今冬に欧州移籍の可能性があった日本代表FW宇佐美貴史(23)が、G大阪に残留する方向であることが2日、分かった。ドイツ1部フランクフルトやシュツットガルトなどが獲得に興味を示していたが、本人が希望するクラブから現時点でオファーが届かず、今夏まで移籍を待つ可能性が高くなった。天皇杯2連覇に導いたエースは、16年シーズン前半もG大阪で大車輪の活躍が求められる。

 宇佐美がG大阪に残留する方向であることが分かった。ドイツ、フランス、スペインなど各国クラブで補強リストに入っていた。だが、現時点で本人が希望するクラブからオファーは届いていないという。欧州各国の移籍期間が終了するのは今月末で、時間は限られてきた。

 クラブ関係者は「彼が移籍したいと思うクラブからは話が来ていない。この冬は残留して(今年の)夏に挑戦する方向のようだ」と説明した。

 G大阪ユース史上最高傑作と呼ばれたFWは、11年途中でドイツの強豪Bミュンヘンへ移籍。
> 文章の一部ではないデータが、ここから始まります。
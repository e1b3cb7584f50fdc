use crate::{
    core::{Engine, EngineResponse, Policy, PolicyContext, RuleStatus, RuleType},
    deletion,
    dispatch::{Effect, MetricsUpdate, Report, Sink},
    k8s::{self, ObjectReference},
    metrics::AdmissionMetrics,
    update_requests::UpdateRequests,
};
use anyhow::{bail, Result};
use kube::runtime::events::{Event, EventType, Recorder, Reporter};
use std::sync::Arc;
use tracing::{debug, info, warn};

/// Publishes side effects to the cluster.
pub struct KubeSink {
    recorder: Recorder,
    update_requests: Arc<dyn UpdateRequests>,
    engine: Arc<dyn Engine>,
    metrics: AdmissionMetrics,
}

// === impl KubeSink ===

impl KubeSink {
    pub fn new(
        client: k8s::Client,
        update_requests: Arc<dyn UpdateRequests>,
        engine: Arc<dyn Engine>,
        metrics: AdmissionMetrics,
    ) -> Self {
        let reporter = Reporter {
            controller: "kyverno-admission".to_string(),
            instance: std::env::var("HOSTNAME").ok(),
        };
        Self {
            recorder: Recorder::new(client, reporter),
            update_requests,
            engine,
            metrics,
        }
    }

    async fn publish(&self, events: Vec<(Event, ObjectReference)>) -> Result<()> {
        let mut failed = 0;
        for (event, reference) in &events {
            if let Err(error) = self.recorder.publish(event, reference).await {
                debug!(%error, reason = %event.reason, "Failed to publish event");
                failed += 1;
            }
        }
        if failed > 0 {
            bail!("failed to publish {failed} of {} events", events.len());
        }
        Ok(())
    }

    async fn audit(&self, ctx: PolicyContext, policies: Vec<Policy>) -> Result<()> {
        let mut responses = Vec::with_capacity(policies.len());
        for policy in &policies {
            match self.engine.validate(policy, &ctx).await {
                Ok(er) => responses.push(er),
                Err(error) => warn!(%policy, %error, "Failed to audit resource"),
            }
        }
        self.metrics.record_policies(&ctx.operation, &responses);
        let events = events(&responses, false);
        report(Report::Results(responses));
        self.publish(events).await
    }
}

#[async_trait::async_trait]
impl Sink for KubeSink {
    async fn process(&self, effect: Effect) -> Result<()> {
        match effect {
            Effect::Metrics(MetricsUpdate::Review {
                webhook,
                operation,
                kind,
                allowed,
                duration,
            }) => {
                self.metrics
                    .record_review(webhook, operation, kind, allowed, duration);
                Ok(())
            }

            Effect::Metrics(MetricsUpdate::Policies {
                operation,
                responses,
            }) => {
                self.metrics.record_policies(&operation, &responses);
                Ok(())
            }

            Effect::Events { responses, blocked } => {
                self.publish(events(&responses, blocked)).await
            }

            Effect::Reports(r) => {
                report(r);
                Ok(())
            }

            Effect::UpdateRequests(specs) => {
                let mut failed = 0;
                for spec in specs {
                    let policy = spec.policy.clone();
                    if let Err(error) = self.update_requests.create(spec).await {
                        warn!(%policy, %error, "Failed to create update request");
                        failed += 1;
                    }
                }
                if failed > 0 {
                    bail!("failed to create {failed} update requests");
                }
                Ok(())
            }

            Effect::Deletion { old_object } => {
                deletion::handle(&*self.update_requests, &old_object, chrono::Utc::now().to_rfc3339())
                    .await
            }

            Effect::Audit { ctx, policies } => self.audit(ctx, policies).await,
        }
    }
}

/// Records policy results. Report aggregation happens outside of the webhook,
/// which only emits the entries.
fn report(report: Report) {
    match report {
        Report::Results(responses) => {
            for er in &responses {
                for rule in &er.rules {
                    info!(
                        policy = %er.policy,
                        rule = %rule.name,
                        resource = %er.resource,
                        result = %rule.status,
                        message = %rule.message,
                        "Policy result",
                    );
                }
            }
        }
        Report::Deleted(resource) => info!(%resource, "Resource deleted"),
    }
}

/// Builds one event per rule that changed or failed to admit a resource.
///
/// Violations of blocked requests are reported on the policy, since the
/// resource will not exist.
pub(crate) fn events(responses: &[EngineResponse], blocked: bool) -> Vec<(Event, ObjectReference)> {
    let mut events = Vec::new();
    for er in responses {
        let policy_ref = ObjectReference {
            api_version: Some(format!("{}/v1", k8s::KYVERNO_GROUP)),
            kind: Some(er.policy.kind().to_string()),
            namespace: er.policy.namespace(),
            name: Some(er.policy.name()),
            ..Default::default()
        };
        let resource_ref = ObjectReference {
            api_version: Some(er.resource.api_version.clone()),
            kind: Some(er.resource.kind.clone()),
            namespace: er.resource.namespace.clone(),
            name: Some(er.resource.name.clone()),
            ..Default::default()
        };

        for rule in &er.rules {
            let note = format!(
                "policy {}/{} {}: {}",
                er.policy.name(),
                rule.name,
                rule.status,
                rule.message
            );
            match rule.status {
                RuleStatus::Fail | RuleStatus::Error => {
                    let (action, reference) = if blocked {
                        ("Blocked", policy_ref.clone())
                    } else {
                        ("Admitted", resource_ref.clone())
                    };
                    events.push((
                        Event {
                            type_: EventType::Warning,
                            reason: "PolicyViolation".to_string(),
                            note: Some(note),
                            action: action.to_string(),
                            secondary: None,
                        },
                        reference,
                    ));
                }
                RuleStatus::Pass if rule.rule_type == RuleType::Mutation => {
                    events.push((
                        Event {
                            type_: EventType::Normal,
                            reason: "PolicyApplied".to_string(),
                            note: Some(note),
                            action: "Mutated".to_string(),
                            secondary: None,
                        },
                        resource_ref.clone(),
                    ));
                }
                _ => {}
            }
        }
    }
    events
}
1年でホッフェンハイムへ渡ったが、出場機会に恵まれず13年夏に古巣復帰。今回は2度目の欧州挑戦で、失敗は許されない。昨年末に第1子も誕生したばかり。欧州のシーズン中に移籍するよりも、より理想とするオファーを待ち、欧州の開幕前となる今夏に移籍する方が得策かもしれない。

 契約が来年まで残っている宇佐美は、クラブから今季中に残留要請を受けていた。その際は「僕の気持ちも言わせてもらったし(クラブからも)ありがたい気持ちを伝えてもらいました」と話していた。
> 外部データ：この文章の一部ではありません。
//! Side effects of admission decisions.
//!
//! Handlers never wait on metrics, events, reports or update requests. They
//! submit an [`Effect`] to the [`Dispatcher`], which queues it on a bounded
//! channel consumed by a fixed number of workers. When the queue is full the
//! effect is dropped, so a slow API server can never hold up admission.

use crate::{
    core::{EngineResponse, Policy, PolicyContext, ResourceKey},
    k8s::update_request::UpdateRequestSpec,
    metrics::DispatchMetrics,
};
use anyhow::Result;
use kube::core::admission::Operation;
use serde_json::Value;
use std::{sync::Arc, time::Duration};
use tokio::sync::{mpsc, Semaphore};
use tracing::{debug, info_span, warn, Instrument};

/// Submits side effects to a pool of workers.
#[derive(Clone, Debug)]
pub struct Dispatcher {
    tx: mpsc::Sender<Effect>,
    metrics: DispatchMetrics,
}

/// Processes side effects on behalf of the dispatcher's workers.
#[async_trait::async_trait]
pub trait Sink: Send + Sync + 'static {
    async fn process(&self, effect: Effect) -> Result<()>;
}

#[derive(Clone, Debug)]
pub enum Effect {
    Metrics(MetricsUpdate),

    /// Policy outcomes to publish as Kubernetes events. `blocked` is set when
    /// the request was denied and the resource will not exist.
    Events {
        responses: Vec<EngineResponse>,
        blocked: bool,
    },

    Reports(Report),

    UpdateRequests(Vec<UpdateRequestSpec>),

    /// A resource was deleted; its old object is inspected for a generating
    /// update request to refresh.
    Deletion { old_object: Value },

    /// Evaluates audit-mode policies in the background.
    Audit {
        ctx: PolicyContext,
        policies: Vec<Policy>,
    },
}

#[derive(Clone, Debug)]
pub enum MetricsUpdate {
    Review {
        webhook: Webhook,
        operation: Operation,
        kind: String,
        allowed: bool,
        duration: Duration,
    },
    Policies {
        operation: Operation,
        responses: Vec<EngineResponse>,
    },
}

#[derive(Clone, Debug)]
pub enum Report {
    Results(Vec<EngineResponse>),
    Deleted(ResourceKey),
}

#[derive(Copy, Clone, Debug, PartialEq, Eq, Hash)]
pub enum Webhook {
    Mutate,
    Validate,
}

// === impl Dispatcher ===

impl Dispatcher {
    /// Spawns `workers` concurrent consumers of a queue holding at most
    /// `capacity` effects.
    ///
    /// Once `drain` is signaled, no more effects are accepted. Shutdown is
    /// held until every effect already queued has been processed.
    pub fn spawn(
        sink: Arc<dyn Sink>,
        workers: u32,
        capacity: usize,
        metrics: DispatchMetrics,
        drain: drain::Watch,
    ) -> Self {
        let (tx, rx) = mpsc::channel(capacity.max(1));
        tokio::spawn(run(rx, sink, workers.max(1), drain).instrument(info_span!("dispatch")));
        Self { tx, metrics }
    }

    /// Queues an effect without waiting.
    pub fn submit(&self, effect: Effect) {
        let name = effect.name();
        match self.tx.try_send(effect) {
            Ok(()) => {}
            Err(mpsc::error::TrySendError::Full(_)) => {
                warn!(effect = name, "Side effect queue is full; dropping");
                self.metrics.drop_effect(name);
            }
            Err(mpsc::error::TrySendError::Closed(_)) => {
                warn!(effect = name, "Side effect queue is closed; dropping");
                self.metrics.drop_effect(name);
            }
        }
    }

    /// A dispatcher whose effects are only queued, for inspection.
    #[cfg(test)]
    pub(crate) fn capture(capacity: usize) -> (Self, mpsc::Receiver<Effect>) {
        let metrics = DispatchMetrics::register(&mut Default::default());
        let (tx, rx) = mpsc::channel(capacity);
        (Self { tx, metrics }, rx)
    }
}

async fn run(
    mut rx: mpsc::Receiver<Effect>,
    sink: Arc<dyn Sink>,
    workers: u32,
    drain: drain::Watch,
) {
    let permits = Arc::new(Semaphore::new(workers as usize));
    tokio::select! {
        _ = dispatch(&mut rx, &sink, &permits) => {
            debug!("Side effect queue closed");
        }

        handle = drain.signaled() => {
            rx.close();
            handle
                .release_after(async {
                    dispatch(&mut rx, &sink, &permits).await;
                    // Wait for in-flight effects.
                    drop(permits.acquire_many(workers).await);
                })
                .await;
            debug!("Side effects flushed");
        }
    }
}

async fn dispatch(rx: &mut mpsc::Receiver<Effect>, sink: &Arc<dyn Sink>, permits: &Arc<Semaphore>) {
    loop {
        // A worker must be available before an effect is dequeued so that
        // cancellation never loses an effect.
        let Ok(permit) = permits.clone().acquire_owned().await else {
            return;
        };
        let Some(effect) = rx.recv().await else {
            return;
        };
        let sink = sink.clone();
        tokio::spawn(
            async move {
                let name = effect.name();
                if let Err(error) = sink.process(effect).await {
                    warn!(effect = name, %error, "Failed to process side effect");
                }
                drop(permit);
            }
            .in_current_span(),
        );
    }
}

// === impl Effect ===

impl Effect {
    pub fn name(&self) -> &'static str {
        match self {
            Self::Metrics(_) => "metrics",
            Self::Events { .. } => "events",
            Self::Reports(_) => "reports",
            Self::UpdateRequests(_) => "update_requests",
            Self::Deletion { .. } => "deletion",
            Self::Audit { .. } => "audit",
        }
    }
}

// === impl Webhook ===

impl Webhook {
    pub fn as_str(&self) -> &'static str {
        match self {
            Self::Mutate => "mutate",
            Self::Validate => "validate",
        }
    }
}
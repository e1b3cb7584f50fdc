use crate::matcher::glob_matches;
use kyverno_admission_core::{
    ContainerImage, ImageVerificationMetadata, ImageVerificationStatus, RuleResponse, RuleStatus,
    RuleType,
};
use kyverno_admission_k8s_api::policy::{ImageVerification, Rule};

/// Checks every image of the resource selected by the rule's
/// `imageReferences`, recording each outcome in `ivm`.
///
/// Signature and attestation checks need a registry-aware verifier, so images
/// that require them are reported as errors. Images that must be pinned by
/// digest fail when they are not.
pub(crate) fn verify(
    rule: &Rule,
    verifications: &[ImageVerification],
    images: &[ContainerImage],
    ivm: &mut ImageVerificationMetadata,
) -> RuleResponse {
    let mut failed = Vec::new();
    let mut errored = Vec::new();
    let mut verified = 0;

    for iv in verifications {
        let selected = images.iter().filter(|image| {
            iv.image_references
                .iter()
                .any(|pattern| glob_matches(pattern, &image.reference))
        });
        for image in selected {
            if iv.attestors.as_ref().is_some_and(|a| !a.is_empty()) {
                errored.push(format!(
                    "image {}: signature verification is not supported",
                    image.reference
                ));
                ivm.add(&image.reference, ImageVerificationStatus::Fail);
            } else if iv.verify_digest && image.digest.is_none() {
                failed.push(format!("image {}: missing digest", image.reference));
                ivm.add(&image.reference, ImageVerificationStatus::Fail);
            } else {
                verified += 1;
                ivm.add(&image.reference, ImageVerificationStatus::Pass);
            }
        }
    }

    let (status, message) = if !failed.is_empty() {
        failed.extend(errored);
        (RuleStatus::Fail, failed.join("; "))
    } else if !errored.is_empty() {
        (RuleStatus::Error, errored.join("; "))
    } else if verified == 0 {
        (RuleStatus::Skip, "no matching images".to_string())
    } else {
        (RuleStatus::Pass, format!("{verified} image(s) verified"))
    };
    RuleResponse::new(&rule.name, RuleType::ImageVerify, status, message)
}
use serde::{Deserialize, Serialize};
use std::str::FromStr;

use crate::error::GateError;

pub const CLEARANCE_ENV_VAR: &str = "SENSOR_GATE_CLEARANCE";

const BIOMETRIC_SUFFIX: &str = "_BIOMETRIC";

#[derive(
    Clone, Copy, Debug, Default, PartialEq, Eq, PartialOrd, Ord, Hash, Serialize, Deserialize,
)]
#[serde(rename_all = "SCREAMING_SNAKE_CASE")]
pub enum ClearanceLevel {
    #[default]
    Unclassified,
    Confidential,
    Secret,
    TopSecret,
}

impl ClearanceLevel {
    pub fn as_str(&self) -> &'static str {
        match self {
            ClearanceLevel::Unclassified => "UNCLASSIFIED",
            ClearanceLevel::Confidential => "CONFIDENTIAL",
            ClearanceLevel::Secret => "SECRET",
            ClearanceLevel::TopSecret => "TOP_SECRET",
        }
    }
}

impl FromStr for ClearanceLevel {
    type Err = GateError;

    fn from_str(s: &str) -> Result<Self, Self::Err> {
        match s.trim().to_ascii_uppercase().replace(' ', "_").as_str() {
            "UNCLASSIFIED" => Ok(ClearanceLevel::Unclassified),
            "CONFIDENTIAL" => Ok(ClearanceLevel::Confidential),
            "SECRET" => Ok(ClearanceLevel::Secret),
            "TOP_SECRET" => Ok(ClearanceLevel::TopSecret),
            other => Err(GateError::invalid(format!(
                "unknown clearance level '{}'",
                other
            ))),
        }
    }
}

/// A device classification: a clearance level, optionally biometric-qualified
/// (`SECRET_BIOMETRIC`).
#[derive(Clone, Copy, Debug, PartialEq, Eq, Hash)]
pub struct Classification {
    pub level: ClearanceLevel,
    pub biometric: bool,
}

impl Classification {
    pub fn parse(raw: &str) -> Result<Self, GateError> {
        let upper = raw.trim().to_ascii_uppercase();
        let (base, biometric) = match upper.strip_suffix(BIOMETRIC_SUFFIX) {
            Some(base) => (base, true),
            None => (upper.as_str(), false),
        };
        let level = base.parse::<ClearanceLevel>().map_err(|_| {
            GateError::invalid(format!("unknown classification '{}'", raw.trim()))
        })?;
        Ok(Self { level, biometric })
    }
}

impl std::fmt::Display for Classification {
    fn fmt(&self, f: &mut std::fmt::Formatter<'_>) -> std::fmt::Result {
        if self.biometric {
            write!(f, "{}{}", self.level.as_str(), BIOMETRIC_SUFFIX)
        } else {
            f.write_str(self.level.as_str())
        }
    }
}

/// Where the calling principal's clearance comes from. Read once per engine.
pub trait ClearanceSource: Send + Sync {
    fn clearance(&self) -> ClearanceLevel;
}

#[derive(Clone, Copy, Debug)]
pub struct FixedClearance(pub ClearanceLevel);

impl ClearanceSource for FixedClearance {
    fn clearance(&self) -> ClearanceLevel {
        self.0
    }
}

/// Reads the clearance from an environment variable. Unset or unparseable
/// values fail closed to UNCLASSIFIED.
#[derive(Clone, Debug)]
pub struct EnvClearance {
    var: String,
}

impl EnvClearance {
    pub fn new(var: impl Into<String>) -> Self {
        Self { var: var.into() }
    }
}

impl Default for EnvClearance {
    fn default() -> Self {
        Self::new(CLEARANCE_ENV_VAR)
    }
}

impl ClearanceSource for EnvClearance {
    fn clearance(&self) -> ClearanceLevel {
        match std::env::var(&self.var) {
            Ok(raw) if !raw.trim().is_empty() => match raw.parse() {
                Ok(level) => level,
                Err(e) => {
                    log::warn!("{} ignored ({}); using UNCLASSIFIED", self.var, e);
                    ClearanceLevel::Unclassified
                }
            },
            _ => ClearanceLevel::Unclassified,
        }
    }
}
 天皇杯決勝は無得点で途中交代に終わった。準々決勝、準決勝は各試合で2発を記録していた。23歳は「うれしさというよりかはホッとしている。あと1歩のところで(王座に)届かないシーズンだっただけに、チームとして大きくならないといけない」と気を引き締めた。移籍に関しては「ノーコメントで…。すみません」と、話さなかった。